Por Martín Corona A.
En muchas ocasiones me he preguntado por mi oficio. Luego de
escribir seriamente para prensa y dedicarle muchas horas a la literatura,
acabar como payaso, como idiota, como un divertimento para niños no parece algo
serio ni importante. Quizá porque serio no es; e importante, bueno, eso depende
para quién.
Hace más de diez años que comencé a contar historias, a
volverme un “cuenta cuentos” noté que debía ser muy cauteloso con los términos.
Porque los Narradores Orales (así en mayúsculas) tienen una técnica, toman
talleres con un grupo de personas que por años han contado historias de un
mismo modo, creando una tradición que hoy ostentan con todas las de la ley. Así
que un improvisado no debía venir a llamarse de esa forma, mucho menos si nunca
tomó siquiera un taller con ellos y, además transgrede las normas y formas de
la técnica.
Luego noté algo muy difícil de aceptar: no basta. O al menos
en mi experiencia no es suficiente tu vocalidad y tu energía para tener sentado
a un grupo de gente por una hora. Es decir que no me bastaba contar historias
de los libros que me encantan, no sólo se trataba de buscar entre cientos de
cuentos, sino además hacerlos divertidos, amables, entrañables.
Entonces busqué talleres de títeres, malabares, pantomima,
canto y el resultado fue que un día, mientras contaba un cuento en Colombia, un
gran amigo me lo dijo claro: “tú no eres narrador oral, ni cuenta cuentos, ni
siquiera cuentero, Martín tú estás haciendo juglaría”.
Con toda la información de la universidad ya había revisado
las notas de Menéndez Pidal y me di cuenta que, efectivamente, de juglar es mi
oficio.

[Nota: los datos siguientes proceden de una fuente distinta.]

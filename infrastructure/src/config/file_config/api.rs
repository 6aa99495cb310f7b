//! Provider API configuration from TOML (`[api]` section)

use schatphone_domain::ApiSettings;
use serde::{Deserialize, Serialize};

#[derive(Debug, Clone, Default, PartialEq, Eq, Serialize, Deserialize)]
#[serde(default)]
pub struct FileApiConfig {
    /// Base or endpoint URL. Blank means the OpenAI default.
    pub url: String,
    /// API key (prefer `SCHATPHONE_API__KEY` over writing it to disk).
    pub key: String,
    /// Model id. Blank means the provider default.
    pub model: String,
}

impl FileApiConfig {
    pub fn to_api_settings(&self) -> ApiSettings {
        ApiSettings::new(&self.url, &self.key, &self.model)
    }
}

Si bien fue la palabra el primer acercamiento a estar frente a un
público, después todo me ha llevado a explorar, conocer y generar maneras de
crear empatía con lo dicho y mezclas maravillosas fuera de las técnicas y
ciertos canones ya un poco pasados de moda.

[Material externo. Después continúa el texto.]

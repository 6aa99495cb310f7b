//! File-backed key/value store
//!
//! One JSON file per key under a data directory. Writes go to a temporary
//! file in the same directory and are renamed over the target, so a crash
//! mid-write leaves the previous value intact.

use schatphone_application::{StateStore, StoreError};
use std::fs;
use std::io::{ErrorKind, Write};
use std::path::{Path, PathBuf};
use tempfile::NamedTempFile;
use tracing::debug;

#[derive(Debug, Clone)]
pub struct JsonFileStore {
    dir: PathBuf,
}

impl JsonFileStore {
    pub fn new(dir: impl Into<PathBuf>) -> Self {
        Self { dir: dir.into() }
    }

    pub fn dir(&self) -> &Path {
        &self.dir
    }

    /// `schatphone:store:chat` → `{dir}/schatphone_store_chat.json`
    pub fn path_for(&self, key: &str) -> PathBuf {
        let name: String = key
            .chars()
            .map(|c| {
                if c.is_ascii_alphanumeric() || c == '-' || c == '_' || c == '.' {
                    c
                } else {
                    '_'
                }
            })
            .collect();
        self.dir.join(format!("{name}.json"))
    }
}

impl StateStore for JsonFileStore {
    fn load(&self, key: &str) -> Result<Option<String>, StoreError> {
        match fs::read_to_string(self.path_for(key)) {
            Ok(contents) => Ok(Some(contents)),
            Err(e) if e.kind() == ErrorKind::NotFound => Ok(None),
            Err(e) => Err(e.into()),
        }
    }

    fn save(&self, key: &str, contents: &str) -> Result<(), StoreError> {
        fs::create_dir_all(&self.dir)?;
        let path = self.path_for(key);

        let mut temp_file = NamedTempFile::new_in(&self.dir)?;
        temp_file.write_all(contents.as_bytes())?;
        temp_file.as_file_mut().sync_all()?;
        temp_file.persist(&path).map_err(|e| e.error)?;

        debug!("Wrote {} bytes to {}", contents.len(), path.display());
        Ok(())
    }

    fn remove(&self, key: &str) -> Result<(), StoreError> {
        match fs::remove_file(self.path_for(key)) {
            Ok(()) => Ok(()),
            Err(e) if e.kind() == ErrorKind::NotFound => Ok(()),
            Err(e) => Err(e.into()),
        }
    }
}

El día de hoy vivo de comunicar, desde compartir historias
en libros hasta hacer radio cotidianamente, desde moverme en el escenario hasta
hacer algo de malabares y títeres, desde hacer un poco de clown hasta cantar de
pronto temas que escribo pensando en cosas que no se dicen y, considero, deben
ser dichas.
Y para ser juglar uno no va a la universidad, es más casi
debe dejarla para poder dedicarse a comunicar. Porque los caminos andados son
los que te forman, porque son los cientos de funciones cotidianas y de personas
atendidas lo que da sentido.
Aquí, en el andar de juglar, no habrá un documento que
avale, tampoco un título de un grupo social que te valide, mucho menos premios,
tampoco aplausos de tus amigos. Lo que hay son miles de niños que ríen con un
cuento y que buscarán libros para tener más historias cerca.
Nadie vendrá a tocar a la puerta para reconocerte una labor
para cientos de miles, pero sí para pedirte que vayas a su fiesta de
cumpleaños, a su escuela, a su festival o feria del libro. Y con eso se vive y
se anda, al igual que en la Edad Media, de nada sirven las prebendas de los
reyes y las cortes si no tienes el agrado de la gente que mira y valora tu
trabajo.
Hace unos años la promoción de la lectura se volvió un tema
importantísimo para el gobierno mexicano, para hacer que la población alcanzara
un estándar necesario para los negocios mundiales. Una movida política y
económica que ya pasará y vendrán otras y quienes hoy acuden a contar cuentos
como moda y forma de vida, cambiarán de oficio como de piel. Pero yo no, porque
no decidí vivir así por dinero ni por fama, sino porque es mi forma de darle
sentido a la vida, por fortuna, junto con mi familia.
Y para que quede claro de qué va todo esto, cierro con una
definición de Ramón Menéndez Pidal: “juglares eran todos los que se ganaban la vida
actuando ante un público, para recrearle con la música, o con la literatura, o
con charlatanería, o con juegos de manos, de acrobatismo, de mímica, etc”.